Nasib PC Dekstop Semakin Suram

PC Dekstop. Penjualan laptop terus meningkat beberapa tahun ini. Namun harus ada yang jadi korban. Saat penjualan laptop naik 60%, desktop tidak mengalami pertumbuhan. Desktop seperti sudah tidak memiliki potensi di masa depan.



Desktop saat ini masih merupakan perangkat komputer utama untuk tugas berat. Desktop masih digunakan untuk pegawai yang bekerja di depan meja. Namun untuk jenis pekerjaan lain sudah makin banyak yang menggunakan laptop.

Adopsi laptop di perusahaan besar telah meledak karena harganya makin murah. Laptop juga menyediakan mobilitas tinggi, serta produktifitas yang naik. Laptop membuat pegawai bisa bekerja saat di jalanan, termasuk mempermudah bagian sales untuk mendapat order. Laptop juga mengurangi kebutuhan membeli monitor serta peripheral lain secara terpisah.

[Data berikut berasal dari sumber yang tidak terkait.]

//! Filename-safe titles.

const NAME_MAX: usize = 200;
const FALLBACK: &str = "untitled";

/// Makes a task title safe to use as a filename prefix.
///
/// - Replaces NUL, path separators, control characters and `:*?"<>|` with `_`
/// - Collapses consecutive underscores
/// - Trims leading/trailing spaces, dots and underscores
/// - Limits length (leaving room for the `_Enn.ext` suffix)
pub fn sanitize_title(name: &str) -> String {
    let mut out = String::with_capacity(name.len());
    let mut prev_underscore = false;

    for c in name.chars() {
        let replacement = if c == '\0'
            || c == '/'
            || c == '\\'
            || c.is_control()
            || matches!(c, ':' | '*' | '?' | '"' | '<' | '>' | '|')
        {
            '_'
        } else {
            c
        };

        if replacement == '_' {
            if !prev_underscore {
                out.push('_');
            }
            prev_underscore = true;
        } else {
            out.push(replacement);
            prev_underscore = false;
        }
    }

    let trimmed = out.trim_matches(|c| c == ' ' || c == '.' || c == '_');
    if trimmed.is_empty() {
        return FALLBACK.to_string();
    }
    if trimmed.len() > NAME_MAX {
        let mut take = NAME_MAX;
        while take > 0 && !trimmed.is_char_boundary(take) {
            take -= 1;
        }
        trimmed[..take].to_string()
    } else {
        trimmed.to_string()
    }
}
//! Worker process entry: job on the first stdin line, messages on stdout.

use std::sync::atomic::{AtomicUsize, Ordering};
use std::sync::Arc;
use std::time::Duration;

use anyhow::{Context, Result};
use tokio::io::{AsyncBufReadExt, AsyncWriteExt, BufReader};
use tokio_util::sync::CancellationToken;

use super::run_job;
use crate::control::is_terminate_line;
use crate::protocol::{WorkerJob, WorkerMessage};
use crate::report::Reporter;

/// Runs the worker protocol on this process's stdin/stdout and returns the exit code.
///
/// `terminate` (or stdin closing, which means the supervisor is gone) cancels
/// the job; if the job has not wound down after the grace period the process
/// exits on its own.
pub async fn run_stdio() -> Result<i32> {
    let mut lines = BufReader::new(tokio::io::stdin()).lines();
    let first = lines
        .next_line()
        .await
        .context("read job descriptor")?
        .context("stdin closed before job descriptor")?;
    let job: WorkerJob = serde_json::from_str(&first).context("parse job descriptor")?;
    tracing::info!(task_id = %job.task_id, episodes = job.episodes.len(), "worker started");

    let cancel = CancellationToken::new();
    let completed = Arc::new(AtomicUsize::new(0));
    let (reporter, mut rx) = Reporter::channel();

    let written = Arc::clone(&completed);
    let writer = tokio::spawn(async move {
        let mut out = tokio::io::stdout();
        while let Some(msg) = rx.recv().await {
            if matches!(msg, WorkerMessage::DownloadComplete(_)) {
                written.fetch_add(1, Ordering::SeqCst);
            }
            let line = match msg.to_line() {
                Ok(l) => l,
                Err(e) => {
                    tracing::warn!("failed to encode worker message: {}", e);
                    continue;
                }
            };
            let res = async {
                out.write_all(line.as_bytes()).await?;
                out.write_all(b"\n").await?;
                out.flush().await
            }
            .await;
            if let Err(e) = res {
                tracing::warn!("stdout closed: {}", e);
                break;
            }
        }
    });

    let grace = job.settings.terminate_grace();
    spawn_control_reader(lines, cancel.clone(), Arc::clone(&completed), grace);

    let summary = run_job(&job, &reporter, &cancel).await;
    drop(reporter);
    let _ = writer.await;
    tracing::info!(
        task_id = %job.task_id,
        completed = summary.completed.len(),
        failed = summary.failed.len(),
        terminated = summary.terminated,
        "worker finished"
    );
    Ok(summary.exit_code())
}

fn spawn_control_reader<R>(
    mut lines: tokio::io::Lines<R>,
    cancel: CancellationToken,
    completed: Arc<AtomicUsize>,
    grace: Duration,
) where
    R: tokio::io::AsyncBufRead + Unpin + Send + 'static,
{
    tokio::spawn(async move {
        loop {
            match lines.next_line().await {
                Ok(Some(line)) if is_terminate_line(&line) => {
                    tracing::warn!("terminate received, stopping");
                    break;
                }
                Ok(Some(line)) => {
                    tracing::debug!("ignoring control line {:?}", line);
                }
                Ok(None) | Err(_) => {
                    tracing::warn!("control channel closed, stopping");
                    break;
                }
            }
        }
        cancel.cancel();
        tokio::time::sleep(grace).await;
        let code = if completed.load(Ordering::SeqCst) > 0 { 0 } else { 1 };
        tracing::warn!("grace period elapsed, exiting with {}", code);
        std::process::exit(code);
    });
}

Menurut survei Gartner, penjualan laptop naik 60% antara 2006 hingga 2008. Sedangkan PC desktop flat di periode yang sama. Toshiba sudah merasakan trend itu sejak 2001, dan memutuskan untuk menghentikan penjualan PC desktop dan fokus menjual produk mobile dan server.

“Tetapi itu bukan berarti kiamat bagi desktop,” kata George Shiffler, analis di Gartner Dataquest. Menurutnya akan tetap ada pembeli PC desktop utamanya programmer yang membutuhkan komputer berkecepatan tinggi. Selain itu desktop akan tetap menjadi perangkat utama pegawai gugus depan, serta perusahaan yang mengutamakan keamanan data.

"Mengapa harus memberikan laptop pada orang yang bekerja di bagian call center?" kata Shiffler. Pegawai semacam ini tidak butuh laptop yang lebih mahal dan biaya perawatan lebih besar. Padahal pegawai seperti itu bisa dipenuhi dengan PC standar saja.

Selain itu laptop juga sangat rawan jika hilang atau dicuri. Survei Ponemon Institute mendapati, laptop yang hilang atau dicuri menyebabkan kerugian rata-rata hingga Rp 500 juta, dilihat dari harga laptop serta data yang ada di dalamnya. Jumlah laptop yang dijual ke enterprise sudah mendekati PC desktop. Dari 168 juta PC yang dijual di seluruh dunia ke organisasi profesional pada 2008, sekitar 95 juta adalah desktop dan 73 juta laptop. Padahal pada 2006 jaraknya masih jauh, penjualan desktop 94,6 juta sedangkan laptop hanya 47,3 juta.

Sementara desktop yang tidak mudah dipindah-pindah dalam beberapa hal banyak memberikan keuntungan. Perawatan desktop lebih mudah dilakukan misalnya untuk scan virus dari jauh, atau mengedarkan update software. Desktop juga terus tersambung ke jaringan, sehingga lebih mudah dimonitor dari kejauhan. Sebaliknya laptop memiliki kekurangan sulit diawasi karena sering dibawa keluar kantor. Selain itu user seringkali memasang software yang tidak sepenuhnya aman sehingga berpotensi menyebarkan malware.

Penggunaan laptop di rumah sakit juga harus selektif. Jika laptop dicuri, maka data-data penting pasien bisa ikut hilang. Penggantian laptop juga bisa lebih mahal dibandingkan desktop. Karena desktop memiliki jangka waktu pakai lima tahun. Sementara rata-rata laptop hanya tiga tahun. Komponen laptop terutama baterai juga harus lebih sering diganti.